* **Saved data entries**:
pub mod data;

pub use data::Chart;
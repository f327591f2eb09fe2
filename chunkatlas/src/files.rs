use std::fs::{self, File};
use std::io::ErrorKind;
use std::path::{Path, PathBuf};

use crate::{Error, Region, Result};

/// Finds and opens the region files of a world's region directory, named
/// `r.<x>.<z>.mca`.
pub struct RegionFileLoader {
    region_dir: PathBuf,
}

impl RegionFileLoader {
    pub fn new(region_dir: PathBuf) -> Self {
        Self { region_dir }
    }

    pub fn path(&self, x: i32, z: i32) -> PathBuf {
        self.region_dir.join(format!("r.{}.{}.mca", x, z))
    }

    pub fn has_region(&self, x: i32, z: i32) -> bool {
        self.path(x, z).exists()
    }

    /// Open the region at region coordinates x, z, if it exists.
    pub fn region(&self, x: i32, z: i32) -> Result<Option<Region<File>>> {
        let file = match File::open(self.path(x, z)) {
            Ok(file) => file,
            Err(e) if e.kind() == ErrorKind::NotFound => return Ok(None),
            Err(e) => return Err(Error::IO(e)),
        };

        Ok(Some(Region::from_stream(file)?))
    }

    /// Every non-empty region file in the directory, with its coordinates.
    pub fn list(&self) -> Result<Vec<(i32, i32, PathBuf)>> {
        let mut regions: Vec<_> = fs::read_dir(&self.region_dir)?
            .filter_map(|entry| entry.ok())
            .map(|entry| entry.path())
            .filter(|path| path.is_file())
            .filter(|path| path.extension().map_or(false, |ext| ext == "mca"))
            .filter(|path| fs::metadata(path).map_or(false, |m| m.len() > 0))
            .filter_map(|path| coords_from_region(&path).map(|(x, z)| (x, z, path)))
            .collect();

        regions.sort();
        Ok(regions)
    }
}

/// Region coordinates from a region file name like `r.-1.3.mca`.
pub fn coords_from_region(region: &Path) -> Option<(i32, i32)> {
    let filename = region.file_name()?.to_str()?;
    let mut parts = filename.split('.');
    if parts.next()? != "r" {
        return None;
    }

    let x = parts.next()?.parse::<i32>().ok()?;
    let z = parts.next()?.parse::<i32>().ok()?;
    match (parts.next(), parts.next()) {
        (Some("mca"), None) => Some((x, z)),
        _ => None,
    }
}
---
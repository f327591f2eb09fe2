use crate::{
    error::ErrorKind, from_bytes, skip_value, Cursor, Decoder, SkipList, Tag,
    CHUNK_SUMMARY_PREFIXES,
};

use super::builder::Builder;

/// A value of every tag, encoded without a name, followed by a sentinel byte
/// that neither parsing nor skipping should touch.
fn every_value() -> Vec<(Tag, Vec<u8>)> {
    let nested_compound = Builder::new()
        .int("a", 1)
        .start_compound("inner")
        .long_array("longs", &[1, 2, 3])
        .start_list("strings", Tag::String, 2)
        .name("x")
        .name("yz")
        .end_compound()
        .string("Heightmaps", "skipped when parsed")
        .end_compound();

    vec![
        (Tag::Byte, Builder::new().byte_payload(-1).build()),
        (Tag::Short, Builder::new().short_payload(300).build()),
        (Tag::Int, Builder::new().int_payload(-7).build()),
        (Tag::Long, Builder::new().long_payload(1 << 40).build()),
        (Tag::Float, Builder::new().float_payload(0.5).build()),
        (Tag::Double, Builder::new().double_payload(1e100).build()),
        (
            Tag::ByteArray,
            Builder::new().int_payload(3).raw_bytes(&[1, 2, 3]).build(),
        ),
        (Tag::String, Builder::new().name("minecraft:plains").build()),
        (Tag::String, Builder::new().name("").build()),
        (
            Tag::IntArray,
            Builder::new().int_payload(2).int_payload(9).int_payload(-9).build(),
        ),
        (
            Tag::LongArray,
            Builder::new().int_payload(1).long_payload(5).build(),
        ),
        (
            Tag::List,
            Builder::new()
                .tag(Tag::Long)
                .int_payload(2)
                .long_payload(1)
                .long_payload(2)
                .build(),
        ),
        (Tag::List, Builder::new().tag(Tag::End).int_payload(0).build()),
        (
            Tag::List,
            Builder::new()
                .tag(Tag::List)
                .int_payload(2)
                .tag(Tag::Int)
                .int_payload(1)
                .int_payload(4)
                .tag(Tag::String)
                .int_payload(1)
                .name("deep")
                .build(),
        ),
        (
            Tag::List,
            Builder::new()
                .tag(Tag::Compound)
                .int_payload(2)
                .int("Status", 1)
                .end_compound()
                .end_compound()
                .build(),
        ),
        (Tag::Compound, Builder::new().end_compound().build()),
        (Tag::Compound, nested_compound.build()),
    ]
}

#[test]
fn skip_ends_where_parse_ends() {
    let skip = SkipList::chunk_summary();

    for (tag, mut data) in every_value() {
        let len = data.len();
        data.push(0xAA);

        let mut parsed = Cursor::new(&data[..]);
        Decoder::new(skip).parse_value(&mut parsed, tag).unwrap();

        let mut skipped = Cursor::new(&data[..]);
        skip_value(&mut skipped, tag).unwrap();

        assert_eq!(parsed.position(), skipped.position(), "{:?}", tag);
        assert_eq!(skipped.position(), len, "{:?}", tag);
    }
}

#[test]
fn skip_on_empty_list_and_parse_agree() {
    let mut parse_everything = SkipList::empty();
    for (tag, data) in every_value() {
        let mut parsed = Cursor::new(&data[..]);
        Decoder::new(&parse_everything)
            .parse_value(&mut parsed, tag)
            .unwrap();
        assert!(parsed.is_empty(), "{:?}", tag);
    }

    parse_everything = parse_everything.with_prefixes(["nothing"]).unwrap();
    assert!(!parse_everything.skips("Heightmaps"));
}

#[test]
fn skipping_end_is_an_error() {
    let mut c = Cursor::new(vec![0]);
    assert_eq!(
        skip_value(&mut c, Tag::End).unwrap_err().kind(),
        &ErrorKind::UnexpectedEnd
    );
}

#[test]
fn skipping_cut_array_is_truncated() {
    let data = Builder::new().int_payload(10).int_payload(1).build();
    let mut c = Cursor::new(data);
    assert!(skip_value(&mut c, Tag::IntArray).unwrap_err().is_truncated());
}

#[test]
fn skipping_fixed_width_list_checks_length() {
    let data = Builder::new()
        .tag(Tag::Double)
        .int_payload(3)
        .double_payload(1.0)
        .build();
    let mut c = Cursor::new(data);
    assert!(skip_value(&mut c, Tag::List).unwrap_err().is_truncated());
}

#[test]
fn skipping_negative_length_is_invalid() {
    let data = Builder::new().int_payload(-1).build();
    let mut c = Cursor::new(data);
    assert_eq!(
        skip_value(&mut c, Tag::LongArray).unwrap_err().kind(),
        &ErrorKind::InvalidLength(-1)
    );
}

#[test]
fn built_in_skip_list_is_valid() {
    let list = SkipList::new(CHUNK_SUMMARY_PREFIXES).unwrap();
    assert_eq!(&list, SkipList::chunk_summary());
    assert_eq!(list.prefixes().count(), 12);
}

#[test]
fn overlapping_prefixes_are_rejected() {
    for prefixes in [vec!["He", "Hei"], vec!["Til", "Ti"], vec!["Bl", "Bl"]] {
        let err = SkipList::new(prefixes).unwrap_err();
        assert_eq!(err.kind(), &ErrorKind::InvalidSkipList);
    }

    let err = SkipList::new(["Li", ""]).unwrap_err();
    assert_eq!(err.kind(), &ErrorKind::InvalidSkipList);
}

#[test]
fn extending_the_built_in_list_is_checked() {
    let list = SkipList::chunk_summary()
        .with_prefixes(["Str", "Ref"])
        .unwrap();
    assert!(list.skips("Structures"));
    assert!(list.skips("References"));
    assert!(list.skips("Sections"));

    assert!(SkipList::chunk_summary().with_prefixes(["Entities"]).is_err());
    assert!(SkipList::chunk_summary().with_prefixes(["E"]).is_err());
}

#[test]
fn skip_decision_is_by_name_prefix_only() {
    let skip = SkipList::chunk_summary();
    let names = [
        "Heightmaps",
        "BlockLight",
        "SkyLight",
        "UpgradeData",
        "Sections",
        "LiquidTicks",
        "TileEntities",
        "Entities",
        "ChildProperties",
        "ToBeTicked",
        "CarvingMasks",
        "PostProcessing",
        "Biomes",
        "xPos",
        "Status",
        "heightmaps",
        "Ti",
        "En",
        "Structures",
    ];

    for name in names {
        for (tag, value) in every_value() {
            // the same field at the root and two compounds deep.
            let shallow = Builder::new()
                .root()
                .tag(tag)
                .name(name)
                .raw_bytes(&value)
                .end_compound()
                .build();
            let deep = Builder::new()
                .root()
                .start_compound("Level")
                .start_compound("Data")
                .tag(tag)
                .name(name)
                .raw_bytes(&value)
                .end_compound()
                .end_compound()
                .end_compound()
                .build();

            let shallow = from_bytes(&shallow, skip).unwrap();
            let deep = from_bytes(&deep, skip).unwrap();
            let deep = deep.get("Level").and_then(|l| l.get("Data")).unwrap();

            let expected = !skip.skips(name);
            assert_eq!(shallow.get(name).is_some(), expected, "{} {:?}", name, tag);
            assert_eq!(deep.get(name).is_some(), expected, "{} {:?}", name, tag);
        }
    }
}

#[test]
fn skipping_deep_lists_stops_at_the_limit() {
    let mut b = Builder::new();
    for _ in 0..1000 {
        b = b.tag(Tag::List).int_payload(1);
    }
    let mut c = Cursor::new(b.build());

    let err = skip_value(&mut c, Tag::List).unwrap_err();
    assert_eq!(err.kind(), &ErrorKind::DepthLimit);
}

* **Goal of the exercise**: Scan the entries above and return each line that holds "Option".

* **Result of the exercise**:
    pub fn region(&self, x: i32, z: i32) -> Result<Option<Region<File>>> {
pub fn coords_from_region(region: &Path) -> Option<(i32, i32)> {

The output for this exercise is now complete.